(Dataset excerpts)
use crate::core::cell::CellRef;
use crate::domain::ports::AssetSource;
use crate::utils::error::Result;
use regex::Regex;
use std::sync::LazyLock;

static NUMBER_PATTERN: LazyLock<Regex> =
    LazyLock::new(|| Regex::new(r"-?\d+(?:\.\d+)?").expect("number pattern is valid"));

/// Cells whose value is fixed in the workbook rather than read from the export.
const SHEET_OVERRIDES: &[(&str, f64)] = &[("H20", 0.0), ("H21", 3000.0)];

/// Extracts the first number in a cell's text, ignoring thousands separators
/// and surrounding units (`"1,250 kcal"` reads as 1250).
pub fn parse_number(raw: &str) -> Option<f64> {
    let trimmed = raw.trim();
    if trimmed.is_empty() {
        return None;
    }
    let without_commas = trimmed.replace(',', "");
    NUMBER_PATTERN
        .find(&without_commas)
        .and_then(|m| m.as_str().parse::<f64>().ok())
}

/// Counts the empty lines starting at byte `start`; the csv reader skips
/// these silently before the next record.
fn blank_lines(bytes: &[u8], start: usize) -> usize {
    let mut i = start;
    // LF that completes the previous record's CRLF
    if i > 0 && bytes.get(i - 1) == Some(&b'\r') && bytes.get(i) == Some(&b'\n') {
        i += 1;
    }
    let mut count = 0;
    while let Some(&b) = bytes.get(i) {
        match b {
            b'\n' => i += 1,
            b'\r' if bytes.get(i + 1) == Some(&b'\n') => i += 2,
            b'\r' => i += 1,
            _ => break,
        }
        count += 1;
    }
    count
}

/// The CSV export of the formulation workbook, held in memory read-only.
#[derive(Debug, Clone, Default)]
pub struct Sheet {
    rows: Vec<Vec<String>>,
}

impl Sheet {
    pub fn empty() -> Self {
        Self::default()
    }

    pub fn from_rows(rows: Vec<Vec<String>>) -> Self {
        Self { rows }
    }

    pub fn from_reader<R: std::io::Read>(mut reader: R) -> Result<Self> {
        let mut bytes = Vec::new();
        reader.read_to_end(&mut bytes)?;
        Self::from_bytes(&bytes)
    }

    /// Parses the export, keeping blank lines as empty rows so row numbers
    /// match the workbook.
    pub fn from_bytes(bytes: &[u8]) -> Result<Self> {
        let mut csv_reader = csv::ReaderBuilder::new()
            .has_headers(false)
            .flexible(true)
            .from_reader(bytes);

        let mut rows: Vec<Vec<String>> = Vec::new();
        let mut record = csv::StringRecord::new();
        loop {
            let start = csv_reader.position().byte() as usize;
            let more = csv_reader.read_record(&mut record)?;
            rows.extend(std::iter::repeat_with(Vec::new).take(blank_lines(bytes, start)));
            if !more {
                break;
            }
            rows.push(record.iter().map(str::to_string).collect());
        }
        Ok(Self { rows })
    }

    pub async fn load<A: AssetSource>(assets: &A, path: &str) -> Result<Self> {
        let bytes = assets.read_file(path).await?;
        Self::from_bytes(&bytes)
    }

    /// Loads the sheet, falling back to an empty one so the server can still
    /// report the problem on `/` and `/health`.
    pub async fn load_or_empty<A: AssetSource>(assets: &A, path: &str) -> Self {
        match Self::load(assets, path).await {
            Ok(sheet) => {
                tracing::info!("✓ CSV loaded successfully: {} rows", sheet.row_count());
                sheet
            }
            Err(e) => {
                tracing::error!("✗ Error loading CSV {}: {}", path, e);
                tracing::error!("💡 Suggestion: {}", e.recovery_suggestion());
                Self::empty()
            }
        }
    }

    pub fn row_count(&self) -> usize {
        self.rows.len()
    }

    pub fn is_loaded(&self) -> bool {
        !self.rows.is_empty()
    }

    pub fn raw(&self, cell: &CellRef) -> Option<&str> {
        let (row, col) = cell.csv_position();
        self.rows
            .get(row)
            .and_then(|r| r.get(col))
            .map(String::as_str)
    }

    /// Numeric value of a cell; blank, textual or missing cells read as 0.
    pub fn value(&self, cell: &CellRef) -> f64 {
        let name = cell.to_string();
        if let Some((_, fixed)) = SHEET_OVERRIDES.iter().find(|(c, _)| *c == name) {
            return *fixed;
        }
        self.raw(cell).and_then(parse_number).unwrap_or(0.0)
    }
}

#[cfg(test)]
mod tests {
    use super::*;

    fn cell(s: &str) -> CellRef {
        CellRef::parse(s).unwrap()
    }

    #[test]
    fn test_parse_number() {
        assert_eq!(parse_number("42"), Some(42.0));
        assert_eq!(parse_number("  -3.5 "), Some(-3.5));
        assert_eq!(parse_number("1,250 kcal"), Some(1250.0));
        assert_eq!(parse_number("12%"), Some(12.0));
        assert_eq!(parse_number(""), None);
        assert_eq!(parse_number("   "), None);
        assert_eq!(parse_number("n/a"), None);
    }

    #[test]
    fn test_value_maps_through_header_row_and_column() {
        let csv = "hdr,A,B,C\n1,x,y,z\n2,a,10,8.5\n3,b,\"1,000\",text\n";
        let sheet = Sheet::from_reader(csv.as_bytes()).unwrap();

        assert_eq!(sheet.row_count(), 4);
        assert_eq!(sheet.value(&cell("B2")), 10.0);
        assert_eq!(sheet.value(&cell("C2")), 8.5);
        assert_eq!(sheet.value(&cell("B3")), 1000.0);
        assert_eq!(sheet.value(&cell("C3")), 0.0);
        assert_eq!(sheet.value(&cell("Z90")), 0.0);
    }

    #[test]
    fn test_overrides_take_precedence() {
        let sheet = Sheet::empty();
        assert_eq!(sheet.value(&cell("H21")), 3000.0);
        assert_eq!(sheet.value(&cell("H20")), 0.0);
        assert!(!sheet.is_loaded());
    }

    #[test]
    fn test_blank_lines_keep_their_row() {
        let sheet = Sheet::from_reader("hdr,A,B\n1,x,5\n\n3,y,7\n".as_bytes()).unwrap();
        assert_eq!(sheet.row_count(), 4);
        assert_eq!(sheet.value(&cell("B1")), 5.0);
        assert_eq!(sheet.raw(&cell("A2")), None);
        assert_eq!(sheet.value(&cell("B3")), 7.0);

        let crlf = Sheet::from_reader("hdr,A,B\r\n1,x,5\r\n\r\n\r\n4,z,9\r\n".as_bytes()).unwrap();
        assert_eq!(crlf.row_count(), 5);
        assert_eq!(crlf.value(&cell("B4")), 9.0);

        let leading_and_trailing = Sheet::from_reader("\nhdr,A\n1,x\n\n".as_bytes()).unwrap();
        assert_eq!(leading_and_trailing.row_count(), 4);
        assert_eq!(leading_and_trailing.raw(&cell("A2")), Some("x"));
    }

    #[test]
    fn test_quoted_newlines_are_not_blank_lines() {
        let sheet = Sheet::from_reader("hdr,A\n1,\"two\n\nlines\"\n2,8\n".as_bytes()).unwrap();
        assert_eq!(sheet.row_count(), 3);
        assert_eq!(sheet.raw(&cell("A1")), Some("two\n\nlines"));
        assert_eq!(sheet.value(&cell("A2")), 8.0);
    }

    #[test]
    fn test_flexible_row_widths() {
        let csv = "a\nb,c,d,e,f\n,\n";
        let sheet = Sheet::from_reader(csv.as_bytes()).unwrap();
        assert_eq!(sheet.row_count(), 3);
        assert_eq!(sheet.raw(&cell("C1")), Some("e"));
        assert_eq!(sheet.raw(&cell("C2")), None);
    }
}
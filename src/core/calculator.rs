//! Feed formulation metrics.
//!
//! The workbook lays out ingredient quantities in `B2:B41` and, for every
//! nutrient column, the per-kg composition of those same ingredients in rows
//! 43 to 82. Each nutrient total is the SUMPRODUCT of the two ranges; most
//! metrics divide it by the total batch quantity (`F1`).

use crate::core::catalog::Catalog;
use crate::core::cell::CellRef;
use crate::core::sheet::Sheet;
use crate::domain::model::{CalculationRequest, CalculationResults, MetricValue};
use crate::utils::error::Result;
use std::collections::HashMap;

const QUANTITY_COLUMN: &str = "B";
const QUANTITY_FIRST_ROW: u32 = 2;
const QUANTITY_LAST_ROW: u32 = 41;
const COMPOSITION_FIRST_ROW: u32 = 43;

const COMPOSITION_COLUMNS: &[&str] = &[
    "C", "D", "E", "F", "G", "H", "I", "J", "K", "L", "M", "N", "O", "P", "Q", "R", "S", "T", "U",
    "V", "W", "X", "Y", "Z", "AA", "AB", "AC", "AD", "AE", "AF", "AS",
];

const BAG_WEIGHT_KG: f64 = 75.0;
const BAG_PRICE_CELL: &str = "H21";

fn ratio(numerator: f64, denominator: f64) -> f64 {
    if denominator != 0.0 {
        numerator / denominator
    } else {
        0.0
    }
}

/// Evaluates one submitted formulation against the sheet. User quantities
/// shadow the sheet for prompt cells.
pub struct Calculator<'a> {
    sheet: &'a Sheet,
    catalog: &'a Catalog,
    request: &'a CalculationRequest,
}

/// Intermediate sums shared by all metrics.
#[derive(Debug, Clone)]
pub struct Totals {
    pub quantity: f64,
    nutrients: HashMap<&'static str, f64>,
}

impl Totals {
    /// Nutrient total for a composition column (the row-83 SUMPRODUCT).
    pub fn nutrient(&self, column: &str) -> f64 {
        self.nutrients.get(column).copied().unwrap_or(0.0)
    }

    /// Nutrient total per kg of feed.
    pub fn per_kg(&self, column: &str) -> f64 {
        ratio(self.nutrient(column), self.quantity)
    }
}

impl<'a> Calculator<'a> {
    pub fn new(sheet: &'a Sheet, catalog: &'a Catalog, request: &'a CalculationRequest) -> Self {
        Self {
            sheet,
            catalog,
            request,
        }
    }

    fn quantity(&self, cell: &str) -> f64 {
        self.request
            .ingredients
            .get(cell)
            .map(|i| i.quantity)
            .unwrap_or(0.0)
    }

    fn cell_value(&self, cell: &CellRef) -> f64 {
        let name = cell.to_string();
        if self.catalog.is_prompt_cell(&name) {
            self.quantity(&name)
        } else {
            self.sheet.value(cell)
        }
    }

    pub fn sum_range(&self, column: &str, first_row: u32, last_row: u32) -> Result<f64> {
        let mut total = 0.0;
        for row in first_row..=last_row {
            total += self.cell_value(&CellRef::new(column, row)?);
        }
        Ok(total)
    }

    pub fn sumproduct(&self, left: &CellRef, right: &CellRef, rows: u32) -> f64 {
        (0..rows)
            .map(|i| self.cell_value(&left.offset_rows(i)) * self.cell_value(&right.offset_rows(i)))
            .sum()
    }

    pub fn totals(&self) -> Result<Totals> {
        let quantity = self.sum_range(QUANTITY_COLUMN, QUANTITY_FIRST_ROW, QUANTITY_LAST_ROW)?;
        let quantities = CellRef::new(QUANTITY_COLUMN, QUANTITY_FIRST_ROW)?;
        let rows = QUANTITY_LAST_ROW - QUANTITY_FIRST_ROW + 1;

        let mut nutrients = HashMap::with_capacity(COMPOSITION_COLUMNS.len());
        for column in COMPOSITION_COLUMNS {
            let composition = CellRef::new(column, COMPOSITION_FIRST_ROW)?;
            nutrients.insert(*column, self.sumproduct(&quantities, &composition, rows));
        }

        Ok(Totals {
            quantity,
            nutrients,
        })
    }

    /// Cost per kg of feed, `NA` when any submitted ingredient has no cost.
    fn cost_per_kg(&self, totals: &Totals) -> MetricValue {
        if self.request.ingredients.values().any(|i| i.cost <= 0.0) {
            return MetricValue::NotAvailable;
        }
        if totals.quantity == 0.0 {
            return MetricValue::NotAvailable;
        }
        let total_cost: f64 = self
            .request
            .ingredients
            .values()
            .map(|i| i.quantity * i.cost)
            .sum();
        MetricValue::Number(total_cost / totals.quantity)
    }

    pub fn calculate_all(&self) -> Result<CalculationResults> {
        let t = self.totals()?;
        let f1 = t.quantity;
        let per_f1 = |x: f64| ratio(x, f1);

        let crude_protein = t.per_kg("C");
        let energy = t.per_kg("F");
        let methionine = t.per_kg("K");
        let cystine = t.per_kg("L");
        let chloride_mg = t.per_kg("W");
        let sodium_mg = t.per_kg("X");
        let potassium_mg = t.per_kg("Y");
        let chloride_pct = chloride_mg / 10.0;
        let sodium_pct = sodium_mg / 10.0;

        let premix = self.quantity("K2");
        let bcomplex = self.quantity("K3");
        let dicerol = self.quantity("K6");
        let choline = self.quantity("K7");
        let biotin = self.quantity("K11");
        let vitamin_e = self.quantity("K12");

        let cost_per_kg = self.cost_per_kg(&t);
        let cost_per_bag = cost_per_kg.map(|c| c * BAG_WEIGHT_KG);
        let bag_price = self.cell_value(&CellRef::parse(BAG_PRICE_CELL)?);
        let margin = cost_per_bag.map(|c| bag_price - c);

        let n = MetricValue::Number;
        let mut results: CalculationResults = [
            ("Total Quantity", n(f1)),
            ("Cost per Bag", cost_per_bag),
            ("AFT", n(t.per_kg("E"))),
            ("Arginine (%)", n(t.per_kg("M"))),
            ("Available Phosphorus (%)", n(t.per_kg("I"))),
            ("B1", n(per_f1(bcomplex * 4.0))),
            ("B12", n(per_f1(bcomplex * 40.0))),
            ("B2", n(per_f1(premix * 50.0))),
            ("B6", n(per_f1(bcomplex * 8.0))),
            ("Biotin (mcg/kg)", n(per_f1(biotin * 0.02 * 1000.0 * 1000.0))),
            ("Calcium (%)", n(t.per_kg("G"))),
            ("Calorie:Protein Ratio", n(ratio(energy, crude_protein) * 1000.0)),
            ("Chloride (%)", n(chloride_pct)),
            ("Chloride (mg/kg)", n(chloride_mg)),
            ("Choline (mg/kg)", n(choline * 0.6)),
            ("Cobalt (mg/kg)", n(t.nutrient("AE") / 1000.0)),
            ("Copper (mg/kg)", n(t.per_kg("AD"))),
            ("Cost per kg", cost_per_kg),
            ("Crude Fibre (%)", n(t.per_kg("D"))),
            ("Crude Protein (%)", n(crude_protein)),
            ("Cystine (%)", n(cystine)),
            ("D3", n(per_f1(premix * 12000.0 + dicerol * 600000.0))),
            ("Folicacid", n(per_f1(bcomplex * 3.0))),
            ("Histidine", n(t.per_kg("N"))),
            ("Iodine (mg/kg)", n(t.nutrient("AF") / 1000.0)),
            ("Iron (mg/kg)", n(t.per_kg("AC"))),
            ("Isoleucine", n(t.per_kg("P"))),
            ("Leucine", n(t.per_kg("O"))),
            ("Linoleicacid", n(t.per_kg("AS"))),
            ("Lysine (%)", n(t.per_kg("J"))),
            ("Manganese (mg/kg)", n(t.per_kg("Z"))),
            ("Margin", margin),
            ("ME (Mcal/Kg)", n(energy)),
            ("Methionine (%)", n(methionine)),
            ("MET+CYS (%)", n(methionine + cystine)),
            (
                "Na+K-Cl (mEq/kg)",
                n((sodium_mg / 23.0 + potassium_mg / 39.0 - chloride_mg / 35.0) * 100.0),
            ),
            ("Na:Cl Ratio", n(ratio(chloride_pct, sodium_pct))),
            ("Na:K Ratio", n(ratio(potassium_mg, sodium_mg))),
            ("Niacin", n(per_f1(bcomplex * 60.0))),
            ("Panthothenicacid", n(per_f1(bcomplex * 40.0))),
            ("P.Alanine", n(t.per_kg("Q"))),
            ("Potassium (%)", n(potassium_mg / 10.0)),
            ("Potassium (mg/kg)", n(potassium_mg)),
            ("Selenium (mg/kg)", n(t.per_kg("AB"))),
            ("Serine", n(t.per_kg("V"))),
            ("Sodium (%)", n(sodium_pct)),
            ("Sodium (mg/kg)", n(sodium_mg)),
            ("Threonine", n(t.per_kg("R"))),
            ("Total Phosphorus (%)", n(t.per_kg("H"))),
            ("Tryoptophan", n(t.per_kg("S"))),
            ("Tyrosine", n(t.per_kg("T"))),
            ("Valine", n(t.per_kg("U"))),
            ("Vitamin A (IU/kg)", n(per_f1(premix * 82500.0))),
            ("Vitamin E (IU/kg)", n(per_f1(bcomplex * 40.0 + vitamin_e * 0.5 * 1000.0))),
            ("Vitamin K (mg/kg)", n(per_f1(premix * 10.0))),
            ("Zinc (mg/kg)", n(t.per_kg("AA"))),
        ]
        .into_iter()
        .collect();

        for value in results.values_mut() {
            *value = value.rounded();
        }

        tracing::debug!(
            "Calculated {} metrics for {} ingredients (total {} kg)",
            results.len(),
            self.request.ingredients.len(),
            f1
        );
        Ok(results)
    }
}
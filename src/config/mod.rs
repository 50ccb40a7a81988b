pub mod assets;

use crate::utils::error::Result;
use crate::utils::validation::{
    validate_non_empty_string, validate_path, validate_port, validate_positive_number, Validate,
};
use clap::Parser;
use serde::{Deserialize, Serialize};
use std::net::SocketAddr;
use std::time::Duration;

pub const DEFAULT_PORT: u16 = 8080;

#[derive(Debug, Clone, Serialize, Deserialize, Parser)]
#[command(name = "feed-calc")]
#[command(about = "Feed formulation calculator served over HTTP")]
pub struct ServerConfig {
    /// TCP port to bind
    #[arg(long, env = "PORT", default_value_t = DEFAULT_PORT)]
    pub port: u16,

    #[arg(long, default_value = "0.0.0.0")]
    pub host: String,

    #[arg(long, default_value = "converted_file.csv")]
    pub csv_path: String,

    #[arg(long, default_value = "templates")]
    pub templates_dir: String,

    #[arg(long, help = "Enable verbose output")]
    pub verbose: bool,

    #[arg(long, env = "FEED_CALC_LOG_JSON", help = "Emit logs as JSON lines")]
    pub json_logs: bool,
}

impl Default for ServerConfig {
    fn default() -> Self {
        Self {
            port: DEFAULT_PORT,
            host: "0.0.0.0".to_string(),
            csv_path: "converted_file.csv".to_string(),
            templates_dir: "templates".to_string(),
            verbose: false,
            json_logs: false,
        }
    }
}

impl ServerConfig {
    pub fn bind_addr(&self) -> Result<SocketAddr> {
        let raw = format!("{}:{}", self.host, self.port);
        raw.parse()
            .map_err(|e| crate::utils::error::AppError::InvalidConfigValueError {
                field: "host".to_string(),
                value: raw.clone(),
                reason: format!("Invalid bind address: {}", e),
            })
    }
}

impl Validate for ServerConfig {
    fn validate(&self) -> Result<()> {
        validate_port("port", self.port)?;
        validate_non_empty_string("host", &self.host)?;
        validate_path("csv_path", &self.csv_path)?;
        validate_path("templates_dir", &self.templates_dir)?;
        self.bind_addr()?;
        Ok(())
    }
}

/// Worker layout of the server. Fixed at build time; there are no flags for it.
#[derive(Debug, Clone, Copy, PartialEq, Eq)]
pub struct Topology {
    pub workers: usize,
    pub threads_per_worker: usize,
    pub request_timeout: Duration,
}

impl Topology {
    pub const WORKERS: usize = 4;
    pub const THREADS_PER_WORKER: usize = 2;
    pub const REQUEST_TIMEOUT: Duration = Duration::from_secs(120);

    pub fn total_slots(&self) -> usize {
        self.workers * self.threads_per_worker
    }
}

impl Default for Topology {
    fn default() -> Self {
        Self {
            workers: Self::WORKERS,
            threads_per_worker: Self::THREADS_PER_WORKER,
            request_timeout: Self::REQUEST_TIMEOUT,
        }
    }
}

impl Validate for Topology {
    fn validate(&self) -> Result<()> {
        validate_positive_number("workers", self.workers, 1)?;
        validate_positive_number("threads_per_worker", self.threads_per_worker, 1)?;
        if self.request_timeout.is_zero() {
            return Err(crate::utils::error::AppError::InvalidConfigValueError {
                field: "request_timeout".to_string(),
                value: "0s".to_string(),
                reason: "Timeout must be greater than zero".to_string(),
            });
        }
        Ok(())
    }
}

#[cfg(test)]
mod tests {
    use super::*;
    use clap::{CommandFactory, FromArgMatches};

    #[test]
    fn test_default_port_without_env() {
        // detach the PORT lookup so the result does not depend on the test environment
        let command = ServerConfig::command().mut_arg("port", |arg| arg.env(None::<&'static str>));
        let matches = command.try_get_matches_from(["feed-calc"]).unwrap();
        let config = ServerConfig::from_arg_matches(&matches).unwrap();

        assert_eq!(config.port, DEFAULT_PORT);
        assert_eq!(config.host, ServerConfig::default().host);
        assert_eq!(ServerConfig::default().port, 8080);
        assert!(config.validate().is_ok());
    }

    #[test]
    fn test_port_flag_overrides_default() {
        let config = ServerConfig::try_parse_from(["feed-calc", "--port", "9090"]).unwrap();
        assert_eq!(config.port, 9090);
        assert_eq!(config.bind_addr().unwrap().port(), 9090);
    }

    #[test]
    fn test_invalid_port_is_rejected() {
        assert!(ServerConfig::try_parse_from(["feed-calc", "--port", "70000"]).is_err());
        assert!(ServerConfig::try_parse_from(["feed-calc", "--port", "http"]).is_err());

        let config = ServerConfig {
            port: 0,
            ..ServerConfig::default()
        };
        assert!(config.validate().is_err());
    }

    #[test]
    fn test_invalid_host_is_rejected() {
        let config = ServerConfig {
            host: "not a host".to_string(),
            ..ServerConfig::default()
        };
        assert!(config.validate().is_err());
    }

    #[test]
    fn test_default_topology() {
        let topology = Topology::default();
        assert_eq!(topology.workers, 4);
        assert_eq!(topology.threads_per_worker, 2);
        assert_eq!(topology.request_timeout, Duration::from_secs(120));
        assert_eq!(topology.total_slots(), 8);
        assert!(topology.validate().is_ok());
    }
}
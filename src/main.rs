use clap::Parser;
use feed_calc::utils::error::AppError;
use feed_calc::utils::{logger, validation::Validate};
use feed_calc::{server, AppState, LocalAssets, ServerConfig, Topology};

fn main() {
    let config = ServerConfig::parse();

    if config.json_logs {
        logger::init_json_logger(config.verbose);
    } else {
        logger::init_server_logger(config.verbose);
    }

    let topology = Topology::default();
    tracing::info!(
        "Starting feed-calc: {} workers x {} threads, {:?} request timeout",
        topology.workers,
        topology.threads_per_worker,
        topology.request_timeout
    );
    if config.verbose {
        tracing::debug!("Server config: {:?}", config);
    }

    let runtime = match tokio::runtime::Builder::new_multi_thread()
        .worker_threads(topology.total_slots())
        .thread_name("feed-calc-worker")
        .enable_all()
        .build()
    {
        Ok(runtime) => runtime,
        Err(e) => fail(AppError::IoError(e)),
    };

    if let Err(e) = runtime.block_on(run(config, topology)) {
        fail(e);
    }
}

async fn run(config: ServerConfig, topology: Topology) -> feed_calc::Result<()> {
    config.validate()?;
    topology.validate()?;

    let assets = LocalAssets::new(".");
    let state = AppState::load(&assets, &config, topology).await?;
    let app = server::build_router(state);

    let listener = server::bind(config.bind_addr()?).await?;
    server::serve(listener, app).await
}

fn fail(e: AppError) -> ! {
    tracing::error!(
        "❌ Startup failed: {} (Category: {:?}, Severity: {:?})",
        e,
        e.category(),
        e.severity()
    );
    tracing::error!("💡 Recovery suggestion: {}", e.recovery_suggestion());
    eprintln!("❌ {}", e.user_friendly_message());

    // Start-time failures never exit 0, whatever their severity.
    std::process::exit(e.exit_code().max(1));
}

* EXERCISE OBJECTIVE *
Tally the lines in the entries above that hold the word "reason". Reply with nothing but that count.

* THE COMPLETED TASK *
2